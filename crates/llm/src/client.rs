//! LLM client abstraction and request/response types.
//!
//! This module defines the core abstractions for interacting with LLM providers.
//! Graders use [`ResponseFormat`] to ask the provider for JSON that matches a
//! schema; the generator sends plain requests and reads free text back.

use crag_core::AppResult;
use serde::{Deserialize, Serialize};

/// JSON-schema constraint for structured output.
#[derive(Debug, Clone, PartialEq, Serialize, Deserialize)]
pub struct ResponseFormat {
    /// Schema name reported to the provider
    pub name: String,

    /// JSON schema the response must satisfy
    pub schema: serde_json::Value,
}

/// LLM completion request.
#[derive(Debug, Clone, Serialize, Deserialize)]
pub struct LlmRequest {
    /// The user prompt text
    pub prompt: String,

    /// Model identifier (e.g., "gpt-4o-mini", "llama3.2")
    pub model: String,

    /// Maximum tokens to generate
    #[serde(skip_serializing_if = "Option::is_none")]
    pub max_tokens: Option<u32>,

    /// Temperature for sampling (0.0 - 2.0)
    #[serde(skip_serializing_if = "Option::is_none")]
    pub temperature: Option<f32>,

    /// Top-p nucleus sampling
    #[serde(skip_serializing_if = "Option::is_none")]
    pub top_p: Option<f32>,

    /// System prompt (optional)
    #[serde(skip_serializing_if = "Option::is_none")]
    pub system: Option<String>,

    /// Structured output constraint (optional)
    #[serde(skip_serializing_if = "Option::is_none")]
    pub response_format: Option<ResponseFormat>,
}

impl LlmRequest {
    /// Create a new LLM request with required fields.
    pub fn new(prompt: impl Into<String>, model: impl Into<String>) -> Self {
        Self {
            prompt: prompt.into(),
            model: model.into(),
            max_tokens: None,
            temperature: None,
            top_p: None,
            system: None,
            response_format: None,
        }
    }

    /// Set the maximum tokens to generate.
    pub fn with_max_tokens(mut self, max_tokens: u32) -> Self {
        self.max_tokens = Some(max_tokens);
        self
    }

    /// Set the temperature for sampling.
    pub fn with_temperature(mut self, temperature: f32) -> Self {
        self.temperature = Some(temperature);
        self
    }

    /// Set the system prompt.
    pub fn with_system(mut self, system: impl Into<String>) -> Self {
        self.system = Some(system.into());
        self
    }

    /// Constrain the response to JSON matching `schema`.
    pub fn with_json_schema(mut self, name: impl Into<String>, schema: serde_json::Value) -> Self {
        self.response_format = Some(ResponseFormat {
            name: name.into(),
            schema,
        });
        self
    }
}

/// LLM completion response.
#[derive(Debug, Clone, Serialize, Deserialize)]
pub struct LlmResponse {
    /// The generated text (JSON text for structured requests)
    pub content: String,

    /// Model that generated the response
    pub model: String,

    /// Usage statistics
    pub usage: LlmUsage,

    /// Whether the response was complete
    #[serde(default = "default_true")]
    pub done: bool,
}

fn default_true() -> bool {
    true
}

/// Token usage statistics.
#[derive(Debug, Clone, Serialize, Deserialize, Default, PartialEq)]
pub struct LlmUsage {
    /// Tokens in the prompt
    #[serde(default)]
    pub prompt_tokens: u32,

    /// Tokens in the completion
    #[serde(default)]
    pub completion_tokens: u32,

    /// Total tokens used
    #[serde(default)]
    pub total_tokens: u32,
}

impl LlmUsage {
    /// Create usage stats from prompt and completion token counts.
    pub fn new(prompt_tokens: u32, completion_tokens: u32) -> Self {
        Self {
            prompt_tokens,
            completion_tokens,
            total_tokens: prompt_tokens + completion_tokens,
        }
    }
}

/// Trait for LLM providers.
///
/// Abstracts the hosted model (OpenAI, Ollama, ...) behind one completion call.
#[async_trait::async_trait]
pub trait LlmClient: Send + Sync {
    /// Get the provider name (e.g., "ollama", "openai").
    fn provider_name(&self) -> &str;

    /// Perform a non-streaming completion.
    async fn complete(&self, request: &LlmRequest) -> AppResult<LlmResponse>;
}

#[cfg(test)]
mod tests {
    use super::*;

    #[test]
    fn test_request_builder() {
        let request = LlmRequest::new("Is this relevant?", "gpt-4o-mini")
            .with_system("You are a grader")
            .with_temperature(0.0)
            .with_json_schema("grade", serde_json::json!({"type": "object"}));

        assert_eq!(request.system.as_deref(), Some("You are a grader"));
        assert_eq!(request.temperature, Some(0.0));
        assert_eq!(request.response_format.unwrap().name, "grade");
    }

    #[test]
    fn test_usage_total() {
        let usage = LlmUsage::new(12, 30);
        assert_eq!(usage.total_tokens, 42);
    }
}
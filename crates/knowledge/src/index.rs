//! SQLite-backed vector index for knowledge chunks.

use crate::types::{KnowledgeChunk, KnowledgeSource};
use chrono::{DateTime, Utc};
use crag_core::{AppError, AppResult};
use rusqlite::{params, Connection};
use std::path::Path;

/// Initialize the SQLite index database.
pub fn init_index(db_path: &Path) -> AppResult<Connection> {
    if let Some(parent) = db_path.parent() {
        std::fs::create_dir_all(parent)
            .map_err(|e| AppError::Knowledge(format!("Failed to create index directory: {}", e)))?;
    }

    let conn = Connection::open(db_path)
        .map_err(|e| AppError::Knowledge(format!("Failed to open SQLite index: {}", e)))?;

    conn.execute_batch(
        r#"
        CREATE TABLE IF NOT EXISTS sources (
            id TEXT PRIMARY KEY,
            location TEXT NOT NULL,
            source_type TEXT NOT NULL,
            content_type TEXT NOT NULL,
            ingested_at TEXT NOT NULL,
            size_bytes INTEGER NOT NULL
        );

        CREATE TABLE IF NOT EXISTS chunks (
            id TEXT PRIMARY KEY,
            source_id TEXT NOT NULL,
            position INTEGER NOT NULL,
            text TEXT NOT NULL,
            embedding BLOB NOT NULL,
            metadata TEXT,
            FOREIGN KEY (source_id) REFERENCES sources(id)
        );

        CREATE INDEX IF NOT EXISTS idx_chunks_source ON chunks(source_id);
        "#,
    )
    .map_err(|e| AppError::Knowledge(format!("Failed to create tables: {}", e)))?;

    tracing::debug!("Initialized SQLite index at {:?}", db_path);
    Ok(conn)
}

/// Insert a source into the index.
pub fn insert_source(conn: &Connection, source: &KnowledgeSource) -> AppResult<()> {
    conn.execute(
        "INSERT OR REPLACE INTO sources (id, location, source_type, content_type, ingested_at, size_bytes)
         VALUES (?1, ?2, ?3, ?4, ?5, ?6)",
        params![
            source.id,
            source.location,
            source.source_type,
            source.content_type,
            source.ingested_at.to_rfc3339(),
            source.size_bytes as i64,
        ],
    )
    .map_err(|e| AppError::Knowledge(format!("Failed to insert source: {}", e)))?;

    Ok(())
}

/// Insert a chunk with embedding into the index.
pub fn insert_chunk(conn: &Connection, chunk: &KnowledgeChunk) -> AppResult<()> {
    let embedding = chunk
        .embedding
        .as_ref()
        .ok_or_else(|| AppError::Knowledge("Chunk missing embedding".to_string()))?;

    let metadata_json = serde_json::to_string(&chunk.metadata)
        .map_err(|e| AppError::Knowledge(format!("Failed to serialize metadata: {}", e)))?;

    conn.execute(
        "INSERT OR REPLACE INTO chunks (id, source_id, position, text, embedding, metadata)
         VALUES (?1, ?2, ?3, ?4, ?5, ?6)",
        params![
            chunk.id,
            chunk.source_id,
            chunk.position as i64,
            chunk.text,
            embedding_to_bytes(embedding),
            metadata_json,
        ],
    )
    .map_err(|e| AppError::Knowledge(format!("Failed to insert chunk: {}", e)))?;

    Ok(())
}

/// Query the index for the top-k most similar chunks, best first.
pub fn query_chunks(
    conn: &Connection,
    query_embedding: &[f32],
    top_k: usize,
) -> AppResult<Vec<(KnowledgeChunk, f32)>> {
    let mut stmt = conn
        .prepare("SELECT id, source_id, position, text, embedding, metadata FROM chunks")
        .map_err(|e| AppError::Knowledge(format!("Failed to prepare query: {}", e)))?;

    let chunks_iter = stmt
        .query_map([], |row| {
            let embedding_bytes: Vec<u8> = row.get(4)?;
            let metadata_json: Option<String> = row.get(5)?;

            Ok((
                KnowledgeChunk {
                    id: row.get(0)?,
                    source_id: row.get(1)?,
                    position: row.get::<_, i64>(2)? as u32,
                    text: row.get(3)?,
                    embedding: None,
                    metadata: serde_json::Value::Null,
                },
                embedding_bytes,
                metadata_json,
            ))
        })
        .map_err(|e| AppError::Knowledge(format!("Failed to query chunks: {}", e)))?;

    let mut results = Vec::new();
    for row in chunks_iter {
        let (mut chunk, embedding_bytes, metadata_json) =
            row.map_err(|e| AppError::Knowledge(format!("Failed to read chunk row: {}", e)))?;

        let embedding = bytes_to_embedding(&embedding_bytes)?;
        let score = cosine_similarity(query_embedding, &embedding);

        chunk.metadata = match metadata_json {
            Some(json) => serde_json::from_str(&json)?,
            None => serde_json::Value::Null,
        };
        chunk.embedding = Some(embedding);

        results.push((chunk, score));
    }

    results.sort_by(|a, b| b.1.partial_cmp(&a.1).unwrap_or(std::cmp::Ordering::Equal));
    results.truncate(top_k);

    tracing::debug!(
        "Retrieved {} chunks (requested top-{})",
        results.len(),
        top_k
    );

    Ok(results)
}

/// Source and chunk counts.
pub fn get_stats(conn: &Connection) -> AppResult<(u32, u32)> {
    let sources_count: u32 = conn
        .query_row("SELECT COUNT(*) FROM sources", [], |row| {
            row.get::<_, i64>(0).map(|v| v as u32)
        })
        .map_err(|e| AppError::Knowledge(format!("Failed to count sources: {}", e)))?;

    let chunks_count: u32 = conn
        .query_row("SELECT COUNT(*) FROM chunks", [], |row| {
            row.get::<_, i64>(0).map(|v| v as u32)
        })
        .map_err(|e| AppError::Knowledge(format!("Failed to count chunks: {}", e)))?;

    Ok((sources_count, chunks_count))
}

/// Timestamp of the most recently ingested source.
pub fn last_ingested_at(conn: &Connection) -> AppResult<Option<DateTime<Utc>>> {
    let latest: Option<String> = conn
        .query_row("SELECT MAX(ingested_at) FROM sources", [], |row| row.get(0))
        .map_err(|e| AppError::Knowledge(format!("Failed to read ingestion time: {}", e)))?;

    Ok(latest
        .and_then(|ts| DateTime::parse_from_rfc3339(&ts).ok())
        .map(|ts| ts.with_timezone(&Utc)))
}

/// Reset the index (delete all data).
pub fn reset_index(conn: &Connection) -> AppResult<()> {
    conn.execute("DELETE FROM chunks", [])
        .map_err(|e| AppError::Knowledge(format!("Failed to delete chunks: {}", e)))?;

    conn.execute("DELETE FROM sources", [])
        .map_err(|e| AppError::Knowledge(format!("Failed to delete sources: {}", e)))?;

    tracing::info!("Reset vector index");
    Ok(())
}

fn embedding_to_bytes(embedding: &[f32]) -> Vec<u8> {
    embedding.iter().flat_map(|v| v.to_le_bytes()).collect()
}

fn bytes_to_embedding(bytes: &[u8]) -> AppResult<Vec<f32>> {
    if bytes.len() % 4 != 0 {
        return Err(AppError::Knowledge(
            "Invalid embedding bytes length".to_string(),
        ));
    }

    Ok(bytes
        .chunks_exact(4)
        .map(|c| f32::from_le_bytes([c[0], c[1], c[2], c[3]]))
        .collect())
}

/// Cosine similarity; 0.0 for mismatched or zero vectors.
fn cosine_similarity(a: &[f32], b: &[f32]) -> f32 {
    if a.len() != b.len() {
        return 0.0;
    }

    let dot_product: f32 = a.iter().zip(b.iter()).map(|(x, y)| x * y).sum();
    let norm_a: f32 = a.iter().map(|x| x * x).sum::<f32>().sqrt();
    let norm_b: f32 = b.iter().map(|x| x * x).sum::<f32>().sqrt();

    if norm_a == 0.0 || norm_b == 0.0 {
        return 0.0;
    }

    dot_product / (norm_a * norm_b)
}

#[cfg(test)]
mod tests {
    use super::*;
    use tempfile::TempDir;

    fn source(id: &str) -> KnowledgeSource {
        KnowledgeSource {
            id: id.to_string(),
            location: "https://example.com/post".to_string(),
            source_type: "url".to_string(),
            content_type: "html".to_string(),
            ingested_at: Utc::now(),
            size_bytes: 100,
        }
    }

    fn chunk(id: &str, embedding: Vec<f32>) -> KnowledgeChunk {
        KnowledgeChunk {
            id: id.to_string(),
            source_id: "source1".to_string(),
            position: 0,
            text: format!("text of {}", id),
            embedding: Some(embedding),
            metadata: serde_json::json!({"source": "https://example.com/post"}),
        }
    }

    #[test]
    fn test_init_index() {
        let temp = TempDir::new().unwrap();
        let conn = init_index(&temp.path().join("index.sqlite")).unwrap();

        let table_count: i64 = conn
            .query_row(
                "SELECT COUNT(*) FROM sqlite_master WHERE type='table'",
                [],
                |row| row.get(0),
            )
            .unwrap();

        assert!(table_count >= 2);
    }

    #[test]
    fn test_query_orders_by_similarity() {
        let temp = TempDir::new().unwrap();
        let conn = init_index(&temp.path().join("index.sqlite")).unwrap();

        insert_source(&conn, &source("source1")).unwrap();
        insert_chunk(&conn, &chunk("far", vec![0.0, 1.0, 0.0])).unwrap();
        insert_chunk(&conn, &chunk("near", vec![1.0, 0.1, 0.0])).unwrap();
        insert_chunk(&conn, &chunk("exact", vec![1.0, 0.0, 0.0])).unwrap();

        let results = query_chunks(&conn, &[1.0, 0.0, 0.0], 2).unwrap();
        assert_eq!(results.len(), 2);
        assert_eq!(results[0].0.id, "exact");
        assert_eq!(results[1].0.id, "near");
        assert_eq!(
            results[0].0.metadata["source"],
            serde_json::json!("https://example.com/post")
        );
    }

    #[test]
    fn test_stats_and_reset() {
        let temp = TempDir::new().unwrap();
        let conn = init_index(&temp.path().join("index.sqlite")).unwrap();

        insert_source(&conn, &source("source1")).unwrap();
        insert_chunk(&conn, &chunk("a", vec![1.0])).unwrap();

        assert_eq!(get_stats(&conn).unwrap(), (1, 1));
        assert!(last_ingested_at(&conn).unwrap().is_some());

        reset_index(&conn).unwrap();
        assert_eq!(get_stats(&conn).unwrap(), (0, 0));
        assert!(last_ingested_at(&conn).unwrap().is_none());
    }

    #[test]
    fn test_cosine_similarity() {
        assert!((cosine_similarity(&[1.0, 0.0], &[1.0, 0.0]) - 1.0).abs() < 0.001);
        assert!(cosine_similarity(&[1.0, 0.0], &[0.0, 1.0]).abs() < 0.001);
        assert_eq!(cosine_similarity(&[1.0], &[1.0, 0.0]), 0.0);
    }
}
------------------------------------------------
▶ [What you need to do]: Return, from the data, each line that has the word "position" in it.

▶ [Solution for this task]:
            position INTEGER NOT NULL,
        "INSERT OR REPLACE INTO chunks (id, source_id, position, text, embedding, metadata)
            chunk.position as i64,
        .prepare("SELECT id, source_id, position, text, embedding, metadata FROM chunks")
                    position: row.get::<_, i64>(2)? as u32,
            position: 0,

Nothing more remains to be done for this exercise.